We have given an update on recent advances in the handling, manipulation, and detection of magnetic beads in microfluidic systems. Starting from the physics of magnetic actuation and the peculiar properties of magnetic nanoparticles and microparticles, their use in “classical” (i.e., non-microfluidic) biomedical applications, like magnetic separation, immuno-assays, MRI, drug delivery, and hyperthermia, was first discussed. Probably the most prominent advantage of magnetic beads over other solid phases lies in the fact that the particles can be magnetically probed and manipulated using permanent magnets or electromagnets, independent of normal chemical or biological processes. Some of the classical applications, like magnetic separation, have already found their way down to miniaturized fluidic or “lab-on-a-chip” systems that strongly limit the consumption of samples and reagents; in such systems, magnetic beads effectively provided a chemically active substrate with a large surface-to-volume ratio.

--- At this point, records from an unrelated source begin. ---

//! Renderer seam.
//!
//! The core never draws. A host supplies a [`WidgetRenderer`] that turns a
//! component instance into whatever its display layer understands; the only
//! way visual output feeds back into the document is through the named
//! store operations.

use crate::component::ComponentInstance;

/// Turns component instances into host-specific visual output.
///
/// Implementations must be pure in the component: the same instance and
/// preview flag always produce the same output, and rendering never mutates
/// document state.
pub trait WidgetRenderer {
    /// Host-specific visual representation.
    type Output;

    /// Render one component. `is_preview` distinguishes the library
    /// preview tile from the live canvas rendition.
    fn render(&self, instance: &ComponentInstance, is_preview: bool) -> Self::Output;
}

We hope to have shown that this novel area of miniaturized applications of magnetic beads offers many exciting possibilities for future developments. It is a highly multidisciplinary area, requiring a range of scientific knowledge, from inorganic chemistry involved in the preparation of the magnetic beads, through biochemistry and medical science to allow for their functionalization and, of course, the basic physics of magnetism and magnetic materials. What is remarkable is that nearly all important functions in a bio-assay can be realized using magnetic beads: sample purification, providing a solid substrate to the sample, mixing, labeling, manipulation and transport, and, finally, separation. Therefore, magnetic assays, especially those employing magnetic nanoparticles as specific labels, will certainly find more applications in the near future. Magnetic labeling is more universal and robust than fluorescent labeling, in the sense that the magnetism of the particles cannot be quenched at normal working temperatures. The progress in this area will be supported by the further development of magnetic field sensor hardware technology, which will allow the detection of one or just a few magnetic labels. Extremely promising is the fact that increasingly smaller single beads can be detected by correctly scaling down all the dimensions of the detection system. Ultra-small nanometric beads offer the potential to be of the same size or smaller than the biomolecules attached to them, thereby, providing minimum disturbance to chemical and biological processes and benefitting from decreased diffusion times. Combining such particles and their detection system with the recently developed magnetic manipulation techniques could result in highly integrated bio-assay systems in which all functions (from sample treatment to read-out) could be extremely miniaturized.

It is now generally recognized that nanotechnologies and biosciences will be one of the leading and most promising areas of research and development in the 21st century. I hope this review made clear that magnetic beads could play a very important role in these developments.